• [EXERCISE DATA]

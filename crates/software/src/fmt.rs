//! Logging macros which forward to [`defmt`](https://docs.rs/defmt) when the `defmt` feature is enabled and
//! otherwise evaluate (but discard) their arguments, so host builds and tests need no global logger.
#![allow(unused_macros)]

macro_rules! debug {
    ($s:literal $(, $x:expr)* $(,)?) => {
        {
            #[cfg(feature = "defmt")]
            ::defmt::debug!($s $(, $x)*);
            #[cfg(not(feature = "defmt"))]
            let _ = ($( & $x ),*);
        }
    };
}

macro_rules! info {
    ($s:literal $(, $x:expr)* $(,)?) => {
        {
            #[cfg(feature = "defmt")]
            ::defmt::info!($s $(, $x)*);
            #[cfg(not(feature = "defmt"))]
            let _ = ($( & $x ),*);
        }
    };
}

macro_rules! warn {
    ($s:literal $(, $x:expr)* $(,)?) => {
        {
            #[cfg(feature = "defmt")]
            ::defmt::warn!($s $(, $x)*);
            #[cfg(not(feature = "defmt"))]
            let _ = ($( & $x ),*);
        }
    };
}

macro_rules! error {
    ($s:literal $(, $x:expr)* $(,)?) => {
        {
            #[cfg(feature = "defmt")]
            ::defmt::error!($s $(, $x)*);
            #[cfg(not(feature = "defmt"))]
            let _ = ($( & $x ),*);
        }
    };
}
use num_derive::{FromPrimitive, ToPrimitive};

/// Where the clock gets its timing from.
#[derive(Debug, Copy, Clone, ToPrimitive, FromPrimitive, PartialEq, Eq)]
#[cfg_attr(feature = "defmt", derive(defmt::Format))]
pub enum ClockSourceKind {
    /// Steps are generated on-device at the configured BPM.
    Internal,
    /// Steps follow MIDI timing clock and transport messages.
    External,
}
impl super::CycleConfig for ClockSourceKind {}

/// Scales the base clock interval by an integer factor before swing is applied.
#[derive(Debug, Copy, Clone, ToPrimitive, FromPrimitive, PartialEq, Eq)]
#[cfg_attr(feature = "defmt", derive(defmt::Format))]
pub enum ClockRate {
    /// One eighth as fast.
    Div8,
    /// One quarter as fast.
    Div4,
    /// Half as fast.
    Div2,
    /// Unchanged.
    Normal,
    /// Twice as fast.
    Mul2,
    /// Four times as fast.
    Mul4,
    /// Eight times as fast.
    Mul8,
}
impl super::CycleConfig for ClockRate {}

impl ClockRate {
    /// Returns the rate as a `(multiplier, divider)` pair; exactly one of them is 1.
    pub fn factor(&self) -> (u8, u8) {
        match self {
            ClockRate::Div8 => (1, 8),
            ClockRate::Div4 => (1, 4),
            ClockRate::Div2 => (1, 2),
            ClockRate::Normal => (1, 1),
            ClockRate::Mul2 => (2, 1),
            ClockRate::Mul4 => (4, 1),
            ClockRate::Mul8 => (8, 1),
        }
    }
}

• [DIRECTIONS FOR THIS TASK] Reproduce the records word for word.

• [OUTPUT]
filename crates/software/src/fmt.rs
//! Logging macros which forward to [`defmt`](https://docs.rs/defmt) when the `defmt` feature is enabled and
//! otherwise evaluate (but discard) their arguments, so host builds and tests need no global logger.
#![allow(unused_macros)]

macro_rules! debug {
    ($s:literal $(, $x:expr)* $(,)?) => {
        {
            #[cfg(feature = "defmt")]
            ::defmt::debug!($s $(, $x)*);
            #[cfg(not(feature = "defmt"))]
            let _ = ($( & $x ),*);
        }
    };
}

macro_rules! info {
    ($s:literal $(, $x:expr)* $(,)?) => {
        {
            #[cfg(feature = "defmt")]
            ::defmt::info!($s $(, $x)*);
            #[cfg(not(feature = "defmt"))]
            let _ = ($( & $x ),*);
        }
    };
}

macro_rules! warn {
    ($s:literal $(, $x:expr)* $(,)?) => {
        {
            #[cfg(feature = "defmt")]
            ::defmt::warn!($s $(, $x)*);
            #[cfg(not(feature = "defmt"))]
            let _ = ($( & $x ),*);
        }
    };
}

macro_rules! error {
    ($s:literal $(, $x:expr)* $(,)?) => {
        {
            #[cfg(feature = "defmt")]
            ::defmt::error!($s $(, $x)*);
            #[cfg(not(feature = "defmt"))]
            let _ = ($( & $x ),*);
        }
    };
}
use num_derive::{FromPrimitive, ToPrimitive};

/// Where the clock gets its timing from.
#[derive(Debug, Copy, Clone, ToPrimitive, FromPrimitive, PartialEq, Eq)]
#[cfg_attr(feature = "defmt", derive(defmt::Format))]
pub enum ClockSourceKind {
    /// Steps are generated on-device at the configured BPM.
    Internal,
    /// Steps follow MIDI timing clock and transport messages.
    External,
}
impl super::CycleConfig for ClockSourceKind {}

/// Scales the base clock interval by an integer factor before swing is applied.
#[derive(Debug, Copy, Clone, ToPrimitive, FromPrimitive, PartialEq, Eq)]
#[cfg_attr(feature = "defmt", derive(defmt::Format))]
pub enum ClockRate {
    /// One eighth as fast.
    Div8,
    /// One quarter as fast.
    Div4,
    /// Half as fast.
    Div2,
    /// Unchanged.
    Normal,
    /// Twice as fast.
    Mul2,
    /// Four times as fast.
    Mul4,
    /// Eight times as fast.
    Mul8,
}
impl super::CycleConfig for ClockRate {}

impl ClockRate {
    /// Returns the rate as a `(multiplier, divider)` pair; exactly one of them is 1.
    pub fn factor(&self) -> (u8, u8) {
        match self {
            ClockRate::Div8 => (1, 8),
            ClockRate::Div4 => (1, 4),
            ClockRate::Div2 => (1, 2),
            ClockRate::Normal => (1, 1),
            ClockRate::Mul2 => (2, 1),
            ClockRate::Mul4 => (4, 1),
            ClockRate::Mul8 => (8, 1),
        }
    }
}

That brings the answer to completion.